**YOUR INSTRUCTIONS**
Copy, word for word, each line of the data below from the first through the line containing "pub const SCROLL_HR_STEPS: i32 = 10;", and stop there.

(Items from a dataset)
* * *
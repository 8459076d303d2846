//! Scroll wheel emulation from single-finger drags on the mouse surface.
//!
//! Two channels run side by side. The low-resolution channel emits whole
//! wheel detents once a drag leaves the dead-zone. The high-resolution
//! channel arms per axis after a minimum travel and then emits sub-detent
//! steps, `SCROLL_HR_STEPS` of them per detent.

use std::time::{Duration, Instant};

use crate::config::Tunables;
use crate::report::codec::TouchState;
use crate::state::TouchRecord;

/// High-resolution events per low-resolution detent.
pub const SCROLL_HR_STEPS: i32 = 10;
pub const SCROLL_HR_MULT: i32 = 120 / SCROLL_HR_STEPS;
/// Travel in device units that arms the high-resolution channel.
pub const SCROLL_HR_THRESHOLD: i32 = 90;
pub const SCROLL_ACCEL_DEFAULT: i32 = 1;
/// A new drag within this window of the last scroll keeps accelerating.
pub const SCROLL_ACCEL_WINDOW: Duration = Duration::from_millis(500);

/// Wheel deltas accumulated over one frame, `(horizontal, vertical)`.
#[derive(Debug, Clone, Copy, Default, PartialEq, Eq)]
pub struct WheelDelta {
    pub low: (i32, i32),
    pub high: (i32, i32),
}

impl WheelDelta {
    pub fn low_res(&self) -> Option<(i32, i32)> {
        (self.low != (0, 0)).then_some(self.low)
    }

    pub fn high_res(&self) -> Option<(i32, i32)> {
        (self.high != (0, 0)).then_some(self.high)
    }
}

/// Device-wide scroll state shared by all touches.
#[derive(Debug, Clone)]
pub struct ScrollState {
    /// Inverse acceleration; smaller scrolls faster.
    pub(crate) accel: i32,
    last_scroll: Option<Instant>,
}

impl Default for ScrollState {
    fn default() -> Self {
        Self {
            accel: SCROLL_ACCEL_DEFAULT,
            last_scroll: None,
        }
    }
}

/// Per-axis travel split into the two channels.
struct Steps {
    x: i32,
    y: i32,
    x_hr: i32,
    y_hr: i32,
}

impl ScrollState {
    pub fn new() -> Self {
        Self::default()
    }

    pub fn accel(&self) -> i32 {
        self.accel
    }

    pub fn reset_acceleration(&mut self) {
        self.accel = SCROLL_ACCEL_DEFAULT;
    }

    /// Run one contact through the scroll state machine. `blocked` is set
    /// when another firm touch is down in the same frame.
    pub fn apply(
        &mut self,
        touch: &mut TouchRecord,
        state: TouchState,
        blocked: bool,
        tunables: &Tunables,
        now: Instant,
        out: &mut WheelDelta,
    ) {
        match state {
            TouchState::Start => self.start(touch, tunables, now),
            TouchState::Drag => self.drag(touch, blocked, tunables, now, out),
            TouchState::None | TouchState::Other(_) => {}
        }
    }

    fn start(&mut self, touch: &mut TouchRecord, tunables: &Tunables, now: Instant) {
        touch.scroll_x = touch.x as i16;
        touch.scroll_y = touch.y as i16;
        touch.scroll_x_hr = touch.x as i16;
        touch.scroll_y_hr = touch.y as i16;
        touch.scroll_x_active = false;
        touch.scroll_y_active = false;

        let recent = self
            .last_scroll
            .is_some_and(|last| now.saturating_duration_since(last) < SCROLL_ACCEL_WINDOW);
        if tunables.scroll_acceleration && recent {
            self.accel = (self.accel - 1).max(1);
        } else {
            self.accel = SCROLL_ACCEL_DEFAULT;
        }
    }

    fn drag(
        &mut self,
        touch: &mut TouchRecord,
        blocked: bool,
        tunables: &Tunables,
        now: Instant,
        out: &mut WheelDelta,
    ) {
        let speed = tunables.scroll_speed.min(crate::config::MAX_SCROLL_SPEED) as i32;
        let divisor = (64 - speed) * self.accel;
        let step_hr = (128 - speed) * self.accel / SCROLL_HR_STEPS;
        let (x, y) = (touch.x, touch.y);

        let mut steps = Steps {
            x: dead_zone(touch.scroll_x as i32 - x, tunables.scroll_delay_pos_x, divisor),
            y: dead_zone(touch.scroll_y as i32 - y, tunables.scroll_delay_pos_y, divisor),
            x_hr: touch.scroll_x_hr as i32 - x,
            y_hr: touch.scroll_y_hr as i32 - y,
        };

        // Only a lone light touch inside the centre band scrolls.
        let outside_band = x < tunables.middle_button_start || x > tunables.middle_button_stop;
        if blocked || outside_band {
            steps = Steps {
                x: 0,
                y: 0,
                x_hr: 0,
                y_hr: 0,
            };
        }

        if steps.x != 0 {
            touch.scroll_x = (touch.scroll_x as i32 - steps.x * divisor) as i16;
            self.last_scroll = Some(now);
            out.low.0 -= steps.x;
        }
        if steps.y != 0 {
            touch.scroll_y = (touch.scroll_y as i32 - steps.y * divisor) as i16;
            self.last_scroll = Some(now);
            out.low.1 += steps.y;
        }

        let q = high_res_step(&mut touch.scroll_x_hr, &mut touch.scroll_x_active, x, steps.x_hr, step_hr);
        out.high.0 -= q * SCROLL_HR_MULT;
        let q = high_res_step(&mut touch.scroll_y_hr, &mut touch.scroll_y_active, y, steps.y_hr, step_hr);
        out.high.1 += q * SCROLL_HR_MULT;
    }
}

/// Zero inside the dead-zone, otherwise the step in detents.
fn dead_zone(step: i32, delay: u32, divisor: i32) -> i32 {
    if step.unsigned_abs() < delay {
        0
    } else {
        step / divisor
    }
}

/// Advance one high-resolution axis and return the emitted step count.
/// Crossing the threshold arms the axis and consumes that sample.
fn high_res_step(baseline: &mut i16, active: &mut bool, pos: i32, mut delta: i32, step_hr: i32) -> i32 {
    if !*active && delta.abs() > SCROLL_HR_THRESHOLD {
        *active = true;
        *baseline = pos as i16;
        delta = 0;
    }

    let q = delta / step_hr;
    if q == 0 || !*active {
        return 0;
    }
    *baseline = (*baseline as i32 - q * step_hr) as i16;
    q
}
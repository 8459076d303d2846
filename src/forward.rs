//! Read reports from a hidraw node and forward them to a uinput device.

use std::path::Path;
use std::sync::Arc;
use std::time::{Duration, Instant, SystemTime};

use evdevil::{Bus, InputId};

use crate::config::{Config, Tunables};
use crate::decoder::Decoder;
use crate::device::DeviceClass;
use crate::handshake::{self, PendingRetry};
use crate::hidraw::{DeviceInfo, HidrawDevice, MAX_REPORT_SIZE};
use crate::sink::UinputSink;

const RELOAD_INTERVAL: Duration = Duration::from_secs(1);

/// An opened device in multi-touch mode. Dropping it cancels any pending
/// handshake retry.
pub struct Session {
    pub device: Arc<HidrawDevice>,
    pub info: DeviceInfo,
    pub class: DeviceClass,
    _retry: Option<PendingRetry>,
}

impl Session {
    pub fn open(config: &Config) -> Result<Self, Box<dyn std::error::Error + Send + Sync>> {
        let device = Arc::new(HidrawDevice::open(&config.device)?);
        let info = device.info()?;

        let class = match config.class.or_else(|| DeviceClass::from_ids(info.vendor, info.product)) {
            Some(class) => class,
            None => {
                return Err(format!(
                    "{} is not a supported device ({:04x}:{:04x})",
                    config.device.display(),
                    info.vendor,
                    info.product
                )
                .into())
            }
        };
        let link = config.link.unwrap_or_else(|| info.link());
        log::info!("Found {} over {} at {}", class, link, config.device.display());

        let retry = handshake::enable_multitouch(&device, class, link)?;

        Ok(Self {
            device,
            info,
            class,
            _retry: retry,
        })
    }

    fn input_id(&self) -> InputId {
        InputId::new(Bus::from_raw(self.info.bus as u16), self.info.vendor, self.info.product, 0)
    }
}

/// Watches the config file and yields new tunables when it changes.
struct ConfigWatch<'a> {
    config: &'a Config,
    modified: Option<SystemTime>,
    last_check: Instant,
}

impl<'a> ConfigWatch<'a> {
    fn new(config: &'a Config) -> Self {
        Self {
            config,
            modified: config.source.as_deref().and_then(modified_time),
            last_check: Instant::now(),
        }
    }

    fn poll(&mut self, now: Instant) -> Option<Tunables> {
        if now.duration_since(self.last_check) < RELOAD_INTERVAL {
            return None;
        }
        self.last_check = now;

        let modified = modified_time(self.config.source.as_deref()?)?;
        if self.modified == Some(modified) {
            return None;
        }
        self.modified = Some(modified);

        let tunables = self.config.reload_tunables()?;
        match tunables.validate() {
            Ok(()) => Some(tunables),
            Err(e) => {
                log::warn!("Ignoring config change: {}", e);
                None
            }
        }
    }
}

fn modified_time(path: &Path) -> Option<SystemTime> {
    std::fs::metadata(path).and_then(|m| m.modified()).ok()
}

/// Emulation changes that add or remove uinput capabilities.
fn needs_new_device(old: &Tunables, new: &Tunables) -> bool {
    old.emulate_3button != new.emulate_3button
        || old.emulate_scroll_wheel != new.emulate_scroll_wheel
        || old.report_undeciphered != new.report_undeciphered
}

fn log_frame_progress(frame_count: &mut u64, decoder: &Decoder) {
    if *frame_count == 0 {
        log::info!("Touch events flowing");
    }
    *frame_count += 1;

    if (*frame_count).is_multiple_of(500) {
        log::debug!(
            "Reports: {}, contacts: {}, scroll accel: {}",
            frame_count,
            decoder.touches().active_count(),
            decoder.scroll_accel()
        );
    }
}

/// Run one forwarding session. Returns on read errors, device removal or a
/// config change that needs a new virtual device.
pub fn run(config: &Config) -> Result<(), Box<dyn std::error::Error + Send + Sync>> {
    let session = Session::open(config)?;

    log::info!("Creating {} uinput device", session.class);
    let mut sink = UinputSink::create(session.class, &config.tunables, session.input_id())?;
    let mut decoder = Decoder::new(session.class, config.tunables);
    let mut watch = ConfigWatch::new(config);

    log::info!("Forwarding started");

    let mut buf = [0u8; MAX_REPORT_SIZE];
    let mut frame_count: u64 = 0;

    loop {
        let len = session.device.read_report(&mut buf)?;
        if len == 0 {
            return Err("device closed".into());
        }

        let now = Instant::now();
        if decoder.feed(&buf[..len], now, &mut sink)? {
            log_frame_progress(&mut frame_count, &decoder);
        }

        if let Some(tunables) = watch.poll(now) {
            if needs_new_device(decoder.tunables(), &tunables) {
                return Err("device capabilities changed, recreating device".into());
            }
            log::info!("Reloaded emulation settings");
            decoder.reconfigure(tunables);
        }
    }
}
* * *
**ANSWER BELOW**
repository 8459076d303d2846
//! Scroll wheel emulation from single-finger drags on the mouse surface.
//!
//! Two channels run side by side. The low-resolution channel emits whole
//! wheel detents once a drag leaves the dead-zone. The high-resolution
//! channel arms per axis after a minimum travel and then emits sub-detent
//! steps, `SCROLL_HR_STEPS` of them per detent.

use std::time::{Duration, Instant};

use crate::config::Tunables;
use crate::report::codec::TouchState;
use crate::state::TouchRecord;

/// High-resolution events per low-resolution detent.
pub const SCROLL_HR_STEPS: i32 = 10;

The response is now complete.